Every new account currently being created on Gab automatically follows Mastriano. HuffPost created five new accounts on Thursday. Each one automatically followed the same seven accounts: those belonging to Torba, a handful of far-right media outlets, and Mastriano.
A scroll through Mastriano’s recent followers on the site shows many of them to be anonymous accounts created this month. Moreover, an archived version of Mastriano’s page from early April, before his campaign paid Gab, shows him with only 2,300 followers. He now has nearly 37,000.
The Mastriano campaign did not respond to a request for comment, which is unsurprising, since the far-right candidate is refusing to engage with the mainstream press.
Torba did not respond to a question about Gab promoting Mastriano, but he said via email that Gab does not “comment on customer relationships.”
“What I will say is that Doug Mastriano will be a great governor for Pennsylvania,” wrote Torba, who lives in the state. “He’s going to thrash Josh Shapiro on Election Day and he has my wholehearted personal endorsement.”

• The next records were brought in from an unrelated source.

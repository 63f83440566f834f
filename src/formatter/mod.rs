pub mod json;

pub use json::JsonFormatter;
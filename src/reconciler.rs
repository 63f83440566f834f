//! Слияние свежего снимка устройства с тем, что уже лежит в базе.

use std::collections::BTreeSet;
use std::sync::Arc;

use crate::collector::DeviceSnapshot;
use crate::models::PortRecord;
use crate::portname;
use crate::store::{ChangeSet, Result, Store};

/// Статус порта, если ifOperStatus для индекса не пришёл
const MISSING: &str = "UNKNOWN";

/// Итог одного применения
#[derive(Debug, Clone, Copy, Default, PartialEq, Eq)]
pub struct ReconcileReport {
    pub ports_created: usize,
    pub ports_updated: usize,
    pub status_changes: usize,
    pub macs_inserted: usize,
}

impl ReconcileReport {
    /// Были ли вообще записи в базу
    pub fn wrote_anything(&self) -> bool {
        self.ports_created + self.ports_updated + self.macs_inserted > 0
    }
}

pub struct Reconciler {
    store: Arc<dyn Store>,
}

impl Reconciler {
    pub fn new(store: Arc<dyn Store>) -> Self {
        Self { store }
    }

    /// Считает минимальный набор изменений для устройства.
    ///
    /// Порты, которых нет в снимке, не трогаются.
    pub fn plan(&self, device_id: i64, snapshot: &DeviceSnapshot) -> Result<(ChangeSet, ReconcileReport)> {
        let interfaces = &snapshot.interfaces;
        let mut changes = ChangeSet::default();
        let mut report = ReconcileReport::default();

        for (&index, name) in &interfaces.descriptions {
            let status = interfaces
                .statuses
                .get(&index)
                .map(String::as_str)
                .unwrap_or(MISSING);
            let port_type = interfaces
                .types
                .get(&index)
                .map(String::as_str)
                .unwrap_or(MISSING);

            match self.store.get_port(device_id, index)? {
                None => {
                    tracing::debug!(
                        device_id,
                        port = %name,
                        rule = portname::matching_rule(name).unwrap_or("-"),
                        "новый порт"
                    );
                    changes.ports.push(PortRecord {
                        device_id,
                        port_index: index,
                        port_name: name.clone(),
                        port_type: port_type.to_string(),
                        status: status.to_string(),
                        status_changes: 0,
                    });
                    report.ports_created += 1;
                }
                Some(mut port) => {
                    let mut updated = false;
                    if port.status != status {
                        port.status = status.to_string();
                        port.status_changes += 1;
                        report.status_changes += 1;
                        updated = true;
                    }
                    if port.port_name != *name {
                        port.port_name = name.clone();
                        updated = true;
                    }
                    if port.port_type != port_type {
                        port.port_type = port_type.to_string();
                        updated = true;
                    }
                    if updated {
                        changes.ports.push(port);
                        report.ports_updated += 1;
                    }
                }
            }
        }

        let unique: BTreeSet<_> = snapshot.macs.entries.iter().cloned().collect();
        changes.macs = unique
            .into_iter()
            .map(|entry| entry.into_entry(device_id))
            .collect();

        Ok((changes, report))
    }

    /// План и применение одной транзакцией
    pub fn reconcile(&self, device_id: i64, snapshot: &DeviceSnapshot) -> Result<ReconcileReport> {
        let (changes, mut report) = self.plan(device_id, snapshot)?;
        if changes.is_empty() {
            return Ok(report);
        }

        let applied = self.store.apply(&changes)?;
        tracing::debug!(
            device_id,
            ports = applied.ports_written,
            macs = applied.macs_inserted,
            "изменения записаны"
        );
        report.macs_inserted = applied.macs_inserted;
        Ok(report)
    }
}
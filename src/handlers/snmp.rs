use axum::{Json, extract::State, http::StatusCode};
use tokio::time::{Duration, timeout};

use super::{ApiError, AppState};
use crate::formatter::JsonFormatter;
use crate::formatter::json::ProbeJson;
use crate::models::ProbeRequest;
use crate::models::device::snmp_target;

const PROBE_TIMEOUT_SECS: u64 = 60;
const MAX_PROBE_PORTS: u32 = 1024;

/// Разовый опрос произвольного коммутатора, в базу ничего не пишется
pub async fn handle_probe(
    State(state): State<AppState>,
    Json(params): Json<ProbeRequest>,
) -> Result<Json<ProbeJson>, ApiError> {
    if params.port_count == 0 || params.port_count > MAX_PROBE_PORTS {
        return Err((
            StatusCode::BAD_REQUEST,
            format!("port_count должен быть от 1 до {}", MAX_PROBE_PORTS),
        ));
    }

    let target = snmp_target(&params.ip);
    let work = state
        .collector
        .collect(&target, &params.community, params.system);

    let snapshot = match timeout(Duration::from_secs(PROBE_TIMEOUT_SECS), work).await {
        Ok(Ok(snapshot)) => snapshot,
        Ok(Err(e)) => return Err((StatusCode::BAD_GATEWAY, e.to_string())),
        Err(_) => {
            return Err((
                StatusCode::GATEWAY_TIMEOUT,
                "SNMP request timeout".to_string(),
            ));
        }
    };

    Ok(Json(JsonFormatter::format_probe(
        &params.ip,
        params.system,
        params.port_count,
        &snapshot,
    )))
}
use axum::{
    Json,
    extract::{Path, State},
    http::StatusCode,
};

use super::{ApiError, AppState, blocking};
use crate::models::{Device, NewDevice};

pub async fn list_switches_admin(State(state): State<AppState>) -> Result<Json<Vec<Device>>, ApiError> {
    let store = state.store.clone();
    Ok(Json(blocking(move || store.list_devices()).await?))
}

pub async fn create_switch(
    State(state): State<AppState>,
    Json(device): Json<NewDevice>,
) -> Result<(StatusCode, Json<Device>), ApiError> {
    if device.name.trim().is_empty() || device.address.trim().is_empty() {
        return Err((
            StatusCode::BAD_REQUEST,
            "name и address обязательны".to_string(),
        ));
    }

    let store = state.store.clone();
    let created = blocking(move || store.create_device(&device)).await?;
    tracing::info!(switch = %created.name, id = created.id, "коммутатор добавлен");
    Ok((StatusCode::CREATED, Json(created)))
}

/// Удаление вместе с портами и MAC
pub async fn delete_switch(
    State(state): State<AppState>,
    Path(id): Path<i64>,
) -> Result<StatusCode, ApiError> {
    let store = state.store.clone();
    if blocking(move || store.delete_device(id)).await? {
        tracing::info!(id, "коммутатор удалён");
        Ok(StatusCode::NO_CONTENT)
    } else {
        Err((StatusCode::NOT_FOUND, format!("коммутатор {} не найден", id)))
    }
}
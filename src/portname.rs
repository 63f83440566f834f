//! Короткие имена портов для отображения.
//!
//! Правила проверяются по порядку, срабатывает первое совпавшее. Более
//! конкретные шаблоны стоят раньше общих, иначе `Gi1/0/24` превратился бы
//! в номер слота.

use regex::{Captures, Regex};
use std::sync::LazyLock;

/// Шаблон и способ достать из него короткое имя
pub struct Rule {
    pub name: &'static str,
    pub pattern: Regex,
    extract: fn(&Captures<'_>) -> String,
}

impl Rule {
    fn new(name: &'static str, pattern: &str, extract: fn(&Captures<'_>) -> String) -> Self {
        Self {
            name,
            pattern: Regex::new(pattern).expect("шаблон правила имени порта"),
            extract,
        }
    }

    /// Короткое имя, если правило подходит
    pub fn apply(&self, name: &str) -> Option<String> {
        self.pattern.captures(name).map(|caps| (self.extract)(&caps))
    }
}

fn first(caps: &Captures<'_>) -> String {
    caps[1].to_string()
}

fn sfp(caps: &Captures<'_>) -> String {
    format!("s{}", &caps[1])
}

pub static RULES: LazyLock<Vec<Rule>> = LazyLock::new(|| {
    vec![
        Rule::new("slot-port", r"Slot:\s*\d+\s*Port:\s*(\d+)", first),
        Rule::new("port", r"Port\s*:?\s*(\d+)", first),
        Rule::new("sfp", r"SFP\+?(\d+)", sfp),
        Rule::new(
            "long-3",
            r"(?i)(?:GigabitEthernet|TenGigabitEthernet|FastEthernet)\s*\d+/\d+/(\d+)",
            first,
        ),
        Rule::new(
            "long-2",
            r"(?i)(?:GigabitEthernet|TenGigabitEthernet|FastEthernet)\s*\d+/(\d+)",
            first,
        ),
        Rule::new(
            "long-1",
            r"(?i)(?:GigabitEthernet|TenGigabitEthernet|FastEthernet)\s*(\d+)$",
            first,
        ),
        Rule::new("short-3", r"(?i)(?:Gi|Te|Fa)\s*\d+/\d+/(\d+)", first),
        Rule::new("short-2", r"(?i)(?:Gi|Te|Fa)\s*\d+/(\d+)", first),
        Rule::new("short-1", r"(?i)(?:Gi|Te|Fa)\s*(\d+)$", first),
        Rule::new("huawei-3", r"(?i)(?:GE|XGE)\s*\d+/\d+/(\d+)", first),
        Rule::new("juniper-3", r"(?i)(?:ge|xe|et)-\d+/\d+/(\d+)", first),
    ]
});

/// Имя для отображения; если ни одно правило не подошло, возвращается исходное
pub fn normalize(name: &str) -> String {
    RULES
        .iter()
        .find_map(|rule| rule.apply(name))
        .unwrap_or_else(|| name.to_string())
}

/// Имя первого сработавшего правила
pub fn matching_rule(name: &str) -> Option<&'static str> {
    RULES
        .iter()
        .find(|rule| rule.pattern.is_match(name))
        .map(|rule| rule.name)
}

Mastriano is one of a handful of far-right Republicans across the country who have embraced Gab as part of their campaigns. Mastriano has posted to the site 66 times since joining in February. In early May, just a few days after his campaign paid Gab, he sat down for an interview with Torba. “Thank God for what you’ve done,” Mastriano told the Gab CEO.
Ten days later, Gab officially endorsed Mastriano. “Finally we have a strong Christian man to lead PA out of the pit of hell and into the glory of God,” Torba wrote.
On May 17, Mastriano, who also had the endorsement of former President Donald Trump, won his party’s primary for Pennsylvania governor.
Like Torba, Mastriano is part of the anti-democratic Christian nationalist movement, which imagines America to be a nation exclusively created for Christians. The movement sees its political opponents as evil and Satanic.
Mastriano has promoted conspiracy theories related to QAnon, the COVID-19 pandemic and the 2020 election. He was a prominent figure in Trump’s effort to overturn the results of that election, and was subpoenaed by the House Jan. 6 committee over his attempts to send fake electors to Washington to deny a victory for President Joe Biden.
Mastriano was also near the steps of the U.S. Capitol on Jan. 6, 2021, as that day’s “Stop the Steal” rally exploded into a violent insurrection.
If elected as governor this November, he will have great power over the battleground state’s electoral process in 2024.